━━ LISTED ENTRIES

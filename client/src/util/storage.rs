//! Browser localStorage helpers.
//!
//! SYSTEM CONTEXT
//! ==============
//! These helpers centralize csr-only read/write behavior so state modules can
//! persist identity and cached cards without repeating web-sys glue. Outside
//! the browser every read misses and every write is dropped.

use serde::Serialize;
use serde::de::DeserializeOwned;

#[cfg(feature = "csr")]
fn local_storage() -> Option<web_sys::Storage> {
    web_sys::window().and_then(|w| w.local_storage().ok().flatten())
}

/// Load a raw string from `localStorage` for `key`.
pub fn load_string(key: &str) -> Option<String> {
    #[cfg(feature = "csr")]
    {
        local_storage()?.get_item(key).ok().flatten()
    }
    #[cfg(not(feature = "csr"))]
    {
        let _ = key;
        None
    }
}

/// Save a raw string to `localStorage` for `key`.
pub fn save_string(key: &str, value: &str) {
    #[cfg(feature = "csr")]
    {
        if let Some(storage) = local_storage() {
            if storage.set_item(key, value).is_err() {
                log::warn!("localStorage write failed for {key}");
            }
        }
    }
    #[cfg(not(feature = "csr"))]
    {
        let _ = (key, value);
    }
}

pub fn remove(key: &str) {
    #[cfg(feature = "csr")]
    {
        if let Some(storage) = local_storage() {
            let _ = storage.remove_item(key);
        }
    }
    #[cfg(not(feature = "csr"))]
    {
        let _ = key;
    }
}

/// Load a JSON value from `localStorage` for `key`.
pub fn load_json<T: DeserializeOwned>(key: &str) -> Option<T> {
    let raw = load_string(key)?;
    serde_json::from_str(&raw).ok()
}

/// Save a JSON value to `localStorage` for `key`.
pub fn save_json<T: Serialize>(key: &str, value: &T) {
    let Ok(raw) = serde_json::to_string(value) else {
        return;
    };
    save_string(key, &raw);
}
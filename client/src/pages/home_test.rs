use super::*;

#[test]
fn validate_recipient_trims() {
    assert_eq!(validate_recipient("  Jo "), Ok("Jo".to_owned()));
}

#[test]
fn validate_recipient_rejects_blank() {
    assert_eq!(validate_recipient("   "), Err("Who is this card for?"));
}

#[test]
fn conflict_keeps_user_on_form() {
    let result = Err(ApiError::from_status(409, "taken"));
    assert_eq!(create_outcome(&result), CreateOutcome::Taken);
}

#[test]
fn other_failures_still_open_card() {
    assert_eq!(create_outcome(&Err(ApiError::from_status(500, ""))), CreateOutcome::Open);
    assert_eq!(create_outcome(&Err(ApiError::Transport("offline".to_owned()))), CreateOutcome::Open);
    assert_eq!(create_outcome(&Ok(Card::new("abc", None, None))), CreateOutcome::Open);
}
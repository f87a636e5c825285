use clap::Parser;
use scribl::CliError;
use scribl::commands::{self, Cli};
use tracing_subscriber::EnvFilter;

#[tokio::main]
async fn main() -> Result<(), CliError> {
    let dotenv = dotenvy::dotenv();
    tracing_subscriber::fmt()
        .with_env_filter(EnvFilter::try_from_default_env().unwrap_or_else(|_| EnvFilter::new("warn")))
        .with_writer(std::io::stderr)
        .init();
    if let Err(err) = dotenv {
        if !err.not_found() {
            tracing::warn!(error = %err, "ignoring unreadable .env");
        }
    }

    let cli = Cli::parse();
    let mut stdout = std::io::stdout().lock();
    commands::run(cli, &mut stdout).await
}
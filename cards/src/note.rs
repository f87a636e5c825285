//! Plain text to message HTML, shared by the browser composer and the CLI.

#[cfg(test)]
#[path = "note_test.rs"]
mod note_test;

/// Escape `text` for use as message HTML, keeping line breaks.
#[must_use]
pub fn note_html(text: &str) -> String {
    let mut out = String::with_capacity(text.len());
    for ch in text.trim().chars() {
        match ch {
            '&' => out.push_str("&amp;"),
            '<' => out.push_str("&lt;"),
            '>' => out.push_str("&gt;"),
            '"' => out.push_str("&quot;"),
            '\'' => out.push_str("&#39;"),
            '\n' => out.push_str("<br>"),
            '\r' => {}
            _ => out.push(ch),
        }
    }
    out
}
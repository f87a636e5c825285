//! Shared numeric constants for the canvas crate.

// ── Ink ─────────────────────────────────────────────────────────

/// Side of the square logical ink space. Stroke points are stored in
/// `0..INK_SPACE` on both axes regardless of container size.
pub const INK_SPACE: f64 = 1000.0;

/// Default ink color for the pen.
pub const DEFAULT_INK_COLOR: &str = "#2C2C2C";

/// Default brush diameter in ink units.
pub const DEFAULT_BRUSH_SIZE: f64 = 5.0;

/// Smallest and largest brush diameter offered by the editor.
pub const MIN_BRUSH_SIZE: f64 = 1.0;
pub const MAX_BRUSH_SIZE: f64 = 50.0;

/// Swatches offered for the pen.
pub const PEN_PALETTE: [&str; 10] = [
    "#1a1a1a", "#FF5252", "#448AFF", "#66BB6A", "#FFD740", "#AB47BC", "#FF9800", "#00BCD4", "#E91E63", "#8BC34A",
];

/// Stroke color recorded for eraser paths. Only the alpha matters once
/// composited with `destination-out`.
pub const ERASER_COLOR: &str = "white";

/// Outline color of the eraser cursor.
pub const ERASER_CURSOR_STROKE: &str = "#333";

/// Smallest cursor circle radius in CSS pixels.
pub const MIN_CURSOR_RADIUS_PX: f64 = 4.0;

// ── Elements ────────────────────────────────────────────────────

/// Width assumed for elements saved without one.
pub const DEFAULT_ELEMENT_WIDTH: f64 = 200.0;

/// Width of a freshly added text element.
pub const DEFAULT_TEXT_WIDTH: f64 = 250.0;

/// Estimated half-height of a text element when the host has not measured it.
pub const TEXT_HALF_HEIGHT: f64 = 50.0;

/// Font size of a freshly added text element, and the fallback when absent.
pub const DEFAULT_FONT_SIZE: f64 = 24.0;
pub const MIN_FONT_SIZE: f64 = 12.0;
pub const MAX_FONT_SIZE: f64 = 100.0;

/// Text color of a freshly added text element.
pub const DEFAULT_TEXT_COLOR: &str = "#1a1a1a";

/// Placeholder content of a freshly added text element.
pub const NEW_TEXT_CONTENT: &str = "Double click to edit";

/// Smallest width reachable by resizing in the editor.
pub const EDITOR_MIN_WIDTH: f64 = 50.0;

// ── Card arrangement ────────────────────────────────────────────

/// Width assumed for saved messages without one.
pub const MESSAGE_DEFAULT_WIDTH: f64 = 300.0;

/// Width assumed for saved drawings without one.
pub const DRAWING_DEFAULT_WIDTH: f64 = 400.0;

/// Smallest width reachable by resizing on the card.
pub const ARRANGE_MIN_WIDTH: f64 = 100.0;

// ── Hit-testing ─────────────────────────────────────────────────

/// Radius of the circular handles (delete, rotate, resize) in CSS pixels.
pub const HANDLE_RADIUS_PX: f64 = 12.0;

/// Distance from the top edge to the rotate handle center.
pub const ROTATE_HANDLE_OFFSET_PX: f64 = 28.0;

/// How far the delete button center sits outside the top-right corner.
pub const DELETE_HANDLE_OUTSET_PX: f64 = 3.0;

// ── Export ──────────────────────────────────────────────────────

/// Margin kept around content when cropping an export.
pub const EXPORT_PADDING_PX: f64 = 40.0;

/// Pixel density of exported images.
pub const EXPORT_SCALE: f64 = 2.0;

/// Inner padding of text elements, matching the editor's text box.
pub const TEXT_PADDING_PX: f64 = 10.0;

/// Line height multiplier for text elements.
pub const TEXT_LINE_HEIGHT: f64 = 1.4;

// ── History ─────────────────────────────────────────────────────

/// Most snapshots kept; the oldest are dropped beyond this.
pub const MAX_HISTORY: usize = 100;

━━━━

WORK ITEM -
Every line of the data above is to be repeated exactly.

SOLUTION FOR THIS PROBLEM -
filename client/src/util/storage.rs
//! Browser localStorage helpers.
//!
//! SYSTEM CONTEXT
//! ==============
//! These helpers centralize csr-only read/write behavior so state modules can
//! persist identity and cached cards without repeating web-sys glue. Outside
//! the browser every read misses and every write is dropped.

use serde::Serialize;
use serde::de::DeserializeOwned;

#[cfg(feature = "csr")]
fn local_storage() -> Option<web_sys::Storage> {
    web_sys::window().and_then(|w| w.local_storage().ok().flatten())
}

/// Load a raw string from `localStorage` for `key`.
pub fn load_string(key: &str) -> Option<String> {
    #[cfg(feature = "csr")]
    {
        local_storage()?.get_item(key).ok().flatten()
    }
    #[cfg(not(feature = "csr"))]
    {
        let _ = key;
        None
    }
}

/// Save a raw string to `localStorage` for `key`.
pub fn save_string(key: &str, value: &str) {
    #[cfg(feature = "csr")]
    {
        if let Some(storage) = local_storage() {
            if storage.set_item(key, value).is_err() {
                log::warn!("localStorage write failed for {key}");
            }
        }
    }
    #[cfg(not(feature = "csr"))]
    {
        let _ = (key, value);
    }
}

pub fn remove(key: &str) {
    #[cfg(feature = "csr")]
    {
        if let Some(storage) = local_storage() {
            let _ = storage.remove_item(key);
        }
    }
    #[cfg(not(feature = "csr"))]
    {
        let _ = key;
    }
}

/// Load a JSON value from `localStorage` for `key`.
pub fn load_json<T: DeserializeOwned>(key: &str) -> Option<T> {
    let raw = load_string(key)?;
    serde_json::from_str(&raw).ok()
}

/// Save a JSON value to `localStorage` for `key`.
pub fn save_json<T: Serialize>(key: &str, value: &T) {
    let Ok(raw) = serde_json::to_string(value) else {
        return;
    };
    save_string(key, &raw);
}
filename client/src/pages/home_test.rs
use super::*;

#[test]
fn validate_recipient_trims() {
    assert_eq!(validate_recipient("  Jo "), Ok("Jo".to_owned()));
}

#[test]
fn validate_recipient_rejects_blank() {
    assert_eq!(validate_recipient("   "), Err("Who is this card for?"));
}

#[test]
fn conflict_keeps_user_on_form() {
    let result = Err(ApiError::from_status(409, "taken"));
    assert_eq!(create_outcome(&result), CreateOutcome::Taken);
}

#[test]
fn other_failures_still_open_card() {
    assert_eq!(create_outcome(&Err(ApiError::from_status(500, ""))), CreateOutcome::Open);
    assert_eq!(create_outcome(&Err(ApiError::Transport("offline".to_owned()))), CreateOutcome::Open);
    assert_eq!(create_outcome(&Ok(Card::new("abc", None, None))), CreateOutcome::Open);
}
repository f87a636e5c825285
use clap::Parser;
use scribl::CliError;
use scribl::commands::{self, Cli};
use tracing_subscriber::EnvFilter;

#[tokio::main]
async fn main() -> Result<(), CliError> {
    let dotenv = dotenvy::dotenv();
    tracing_subscriber::fmt()
        .with_env_filter(EnvFilter::try_from_default_env().unwrap_or_else(|_| EnvFilter::new("warn")))
        .with_writer(std::io::stderr)
        .init();
    if let Err(err) = dotenv {
        if !err.not_found() {
            tracing::warn!(error = %err, "ignoring unreadable .env");
        }
    }

    let cli = Cli::parse();
    let mut stdout = std::io::stdout().lock();
    commands::run(cli, &mut stdout).await
}
filename cards/src/note.rs
repository f87a636e5c825285
//! Plain text to message HTML, shared by the browser composer and the CLI.

#[cfg(test)]
#[path = "note_test.rs"]
mod note_test;

/// Escape `text` for use as message HTML, keeping line breaks.
#[must_use]
pub fn note_html(text: &str) -> String {
    let mut out = String::with_capacity(text.len());
    for ch in text.trim().chars() {
        match ch {
            '&' => out.push_str("&amp;"),
            '<' => out.push_str("&lt;"),
            '>' => out.push_str("&gt;"),
            '"' => out.push_str("&quot;"),
            '\'' => out.push_str("&#39;"),
            '\n' => out.push_str("<br>"),
            '\r' => {}
            _ => out.push(ch),
        }
    }
    out
}
repository f87a636e5c825285
//! Shared numeric constants for the canvas crate.

// ── Ink ─────────────────────────────────────────────────────────

/// Side of the square logical ink space. Stroke points are stored in
/// `0..INK_SPACE` on both axes regardless of container size.
pub const INK_SPACE: f64 = 1000.0;

/// Default ink color for the pen.
pub const DEFAULT_INK_COLOR: &str = "#2C2C2C";

/// Default brush diameter in ink units.
pub const DEFAULT_BRUSH_SIZE: f64 = 5.0;

/// Smallest and largest brush diameter offered by the editor.
pub const MIN_BRUSH_SIZE: f64 = 1.0;
pub const MAX_BRUSH_SIZE: f64 = 50.0;

/// Swatches offered for the pen.
pub const PEN_PALETTE: [&str; 10] = [
    "#1a1a1a", "#FF5252", "#448AFF", "#66BB6A", "#FFD740", "#AB47BC", "#FF9800", "#00BCD4", "#E91E63", "#8BC34A",
];

/// Stroke color recorded for eraser paths. Only the alpha matters once
/// composited with `destination-out`.
pub const ERASER_COLOR: &str = "white";

/// Outline color of the eraser cursor.
pub const ERASER_CURSOR_STROKE: &str = "#333";

/// Smallest cursor circle radius in CSS pixels.
pub const MIN_CURSOR_RADIUS_PX: f64 = 4.0;

// ── Elements ────────────────────────────────────────────────────

/// Width assumed for elements saved without one.
pub const DEFAULT_ELEMENT_WIDTH: f64 = 200.0;

/// Width of a freshly added text element.
pub const DEFAULT_TEXT_WIDTH: f64 = 250.0;

/// Estimated half-height of a text element when the host has not measured it.
pub const TEXT_HALF_HEIGHT: f64 = 50.0;

/// Font size of a freshly added text element, and the fallback when absent.
pub const DEFAULT_FONT_SIZE: f64 = 24.0;
pub const MIN_FONT_SIZE: f64 = 12.0;
pub const MAX_FONT_SIZE: f64 = 100.0;

/// Text color of a freshly added text element.
pub const DEFAULT_TEXT_COLOR: &str = "#1a1a1a";

/// Placeholder content of a freshly added text element.
pub const NEW_TEXT_CONTENT: &str = "Double click to edit";

/// Smallest width reachable by resizing in the editor.
pub const EDITOR_MIN_WIDTH: f64 = 50.0;

// ── Card arrangement ────────────────────────────────────────────

/// Width assumed for saved messages without one.
pub const MESSAGE_DEFAULT_WIDTH: f64 = 300.0;

/// Width assumed for saved drawings without one.
pub const DRAWING_DEFAULT_WIDTH: f64 = 400.0;

/// Smallest width reachable by resizing on the card.
pub const ARRANGE_MIN_WIDTH: f64 = 100.0;

// ── Hit-testing ─────────────────────────────────────────────────

/// Radius of the circular handles (delete, rotate, resize) in CSS pixels.
pub const HANDLE_RADIUS_PX: f64 = 12.0;

/// Distance from the top edge to the rotate handle center.
pub const ROTATE_HANDLE_OFFSET_PX: f64 = 28.0;

/// How far the delete button center sits outside the top-right corner.
pub const DELETE_HANDLE_OUTSET_PX: f64 = 3.0;

// ── Export ──────────────────────────────────────────────────────

/// Margin kept around content when cropping an export.
pub const EXPORT_PADDING_PX: f64 = 40.0;

/// Pixel density of exported images.
pub const EXPORT_SCALE: f64 = 2.0;

/// Inner padding of text elements, matching the editor's text box.
pub const TEXT_PADDING_PX: f64 = 10.0;

/// Line height multiplier for text elements.
pub const TEXT_LINE_HEIGHT: f64 = 1.4;

// ── History ─────────────────────────────────────────────────────

/// Most snapshots kept; the oldest are dropped beyond this.
pub const MAX_HISTORY: usize = 100;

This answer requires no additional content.